4. Letter from the National Chairman Tachoni Cultural Society.
The certificate of recognition from the Ministry of Sports, Culture and Arts was issued on 20th October, 2016. This suit was filed in 2014. The letter from the chief, Khalaba location is undated. It indicates that the plaintiff was recognized as a shujaa in 2012 and 2016 having been nominated by Bungoma County. The letter from the Anglican Church of Kenya was issued on 20th December, 2019 during the pendency of this suit while that from the Tachoni Cultural Society (TACUSO) was issued on 6th February, 2020. This letter indicate that the plaintiff was a woman leader in the society between 2012 and 2017.
The plaintiff contends that the evidence on character will only relate to quantum of damages and no prejudice will be suffered by the defendants.
Section 58 of the Evidence Act defines “character” as follows:-
“In sections 55, 56 and 57 of this Act the word “character” includes both reputation and disposition; but, except as provided in section 57, evidence may be given only of general reputation and general disposition, and not of particular acts by which reputation or disposition were shown.”
Section 55 of the same Act states:-
“(1) In civil cases, the fact that the character of any person concerned is such as to render probable or improbable any conduct imputed to him is inadmissible except in so far as such character appears from facts otherwise admissible.
(2) In civil cases, the fact that the character of any person is such as to affect the amount of damages, is admissible.”
Section 146(4) of the Evidence Act states:-
“The court may in all cases permit a witness to be recalled either for further examination-in-chief or for further cross-examination, and if it does so, the parties have the right of further cross-examination and re-examination respectively.”
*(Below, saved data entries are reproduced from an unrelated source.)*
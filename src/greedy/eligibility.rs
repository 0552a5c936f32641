//! Candidate filtering for one requirement.

use crate::models::{EmployeeCapability, Requirement, Roster};

use super::BlockedIndex;

/// Employees who may take a seat on the requirement's slot.
///
/// Checks, in order:
/// 1. team matches the requirement's filter (if any)
/// 2. capable of the service
/// 3. not blocked on (date, day-part)
/// 4. not already holding a slot on (date, day-part) in `roster`
///
/// Input order is preserved. `roster` must be the roster built so far in
/// the current run, locked assignments included.
pub fn eligible_employees<'a>(
    requirement: &Requirement,
    employees: &'a [EmployeeCapability],
    roster: &Roster,
    blocked: &BlockedIndex,
) -> Vec<&'a EmployeeCapability> {
    let team_filter = requirement.team_filter();
    employees
        .iter()
        .filter(|e| team_filter.map_or(true, |team| e.team == team))
        .filter(|e| e.is_capable_of(&requirement.service_id))
        .filter(|e| !blocked.is_blocked(&e.employee_id, &requirement.date, &requirement.day_part))
        .filter(|e| !roster.is_occupied(&e.employee_id, &requirement.date, &requirement.day_part))
        .collect()
}
//! Service configuration from the environment.

use std::net::SocketAddr;

use anyhow::{Context, Result};

use crate::solver::SolverStrategy;

const DEFAULT_LISTEN_ADDR: &str = "0.0.0.0:5000";

#[derive(Debug, Clone)]
pub struct ServerConfig {
    pub listen_addr: SocketAddr,
    pub strategy: SolverStrategy,
    pub log_level: String,
    pub log_json: bool,
}

impl ServerConfig {
    /// Reads `ROSTER_LISTEN_ADDR` (or `PORT`), `SOLVER_STRATEGY`,
    /// `ROSTER_LOG_LEVEL` and `ROSTER_LOG_JSON`.
    pub fn from_env() -> Result<Self> {
        Self::from_lookup(|key| std::env::var(key).ok())
    }

    pub fn from_lookup(lookup: impl Fn(&str) -> Option<String>) -> Result<Self> {
        let listen_addr = match (lookup("ROSTER_LISTEN_ADDR"), lookup("PORT")) {
            (Some(addr), _) => addr,
            (None, Some(port)) => format!("0.0.0.0:{port}"),
            (None, None) => DEFAULT_LISTEN_ADDR.to_string(),
        };
        let listen_addr = listen_addr
            .parse::<SocketAddr>()
            .with_context(|| format!("invalid listen address: {listen_addr}"))?;

        // Unrecognised names fall back to greedy
        let strategy = lookup("SOLVER_STRATEGY")
            .map(|name| SolverStrategy::resolve(&name))
            .unwrap_or_default();

        let log_level = lookup("ROSTER_LOG_LEVEL").unwrap_or_else(|| "info".to_string());

        let log_json = lookup("ROSTER_LOG_JSON")
            .map(|v| v == "1" || v.to_lowercase() == "true")
            .unwrap_or(false);

        Ok(Self {
            listen_addr,
            strategy,
            log_level,
            log_json,
        })
    }
}
//! Coverage metrics.
//!
//! | Metric | Definition |
//! |--------|-----------|
//! | Total slots | Number of requirement entries (not seats) |
//! | Assigned slots | Total slots - bottlenecks |
//! | Coverage rate | Assigned / total × 100, or 0 when there are no requirements |
//!
//! A requirement with any shortage counts as entirely unassigned, even if
//! some of its seats were filled.

use crate::models::Bottleneck;

/// Coverage statistics for a planning run.
#[derive(Debug, Clone, PartialEq)]
pub struct CoverageKpi {
    pub total_slots: usize,
    pub assigned_slots: usize,
    /// Percentage (0.0..=100.0).
    pub coverage_rate: f64,
}

impl CoverageKpi {
    /// Computes coverage from the requirement count and the bottleneck list.
    pub fn calculate(requirement_count: usize, bottlenecks: &[Bottleneck]) -> Self {
        let total_slots = requirement_count;
        let assigned_slots = total_slots.saturating_sub(bottlenecks.len());
        let coverage_rate = if total_slots > 0 {
            assigned_slots as f64 / total_slots as f64 * 100.0
        } else {
            0.0
        };
        Self {
            total_slots,
            assigned_slots,
            coverage_rate,
        }
    }
}

#[cfg(test)]
mod tests {
    use super::*;

    fn short() -> Bottleneck {
        Bottleneck::new("2024-01-01", "ochtend", "S1", 3, 2)
    }

    #[test]
    fn test_full_coverage() {
        let kpi = CoverageKpi::calculate(4, &[]);
        assert_eq!(kpi.total_slots, 4);
        assert_eq!(kpi.assigned_slots, 4);
        assert!((kpi.coverage_rate - 100.0).abs() < 1e-10);
    }

    #[test]
    fn test_partial_fill_counts_as_unassigned() {
        // 1 of 4 requirements short by one seat → 75%
        let kpi = CoverageKpi::calculate(4, &[short()]);
        assert_eq!(kpi.assigned_slots, 3);
        assert!((kpi.coverage_rate - 75.0).abs() < 1e-10);
    }

    #[test]
    fn test_no_requirements() {
        let kpi = CoverageKpi::calculate(0, &[]);
        assert_eq!(kpi.total_slots, 0);
        assert!((kpi.coverage_rate - 0.0).abs() < 1e-10);
    }
}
The record show that the plaintiff testified on 26th November 2014 before Justice Thuranira Jaden. Mr. Ochola, Counsel for the plaintiff applied for adjournment to call one more witness. The case was adjourned to 4th March 2020 but it did not proceed as Mr. Mustoli who appeared for the 2nd defendant applied for adjournment. It is therefore clear that the plaintiff has not closed her case. Even if the plaintiff’s case was closed, the court can still open it up and have a particular witness re-called for further examination in chief or cross-examination or re-examination as provided by Section 146 of the Evidence Act. The contention by Counsel for the 1st defendant that the defendants may not have an opportunity to cross examine the plaintiff is taken care of by Section 146 of the Evidence Act.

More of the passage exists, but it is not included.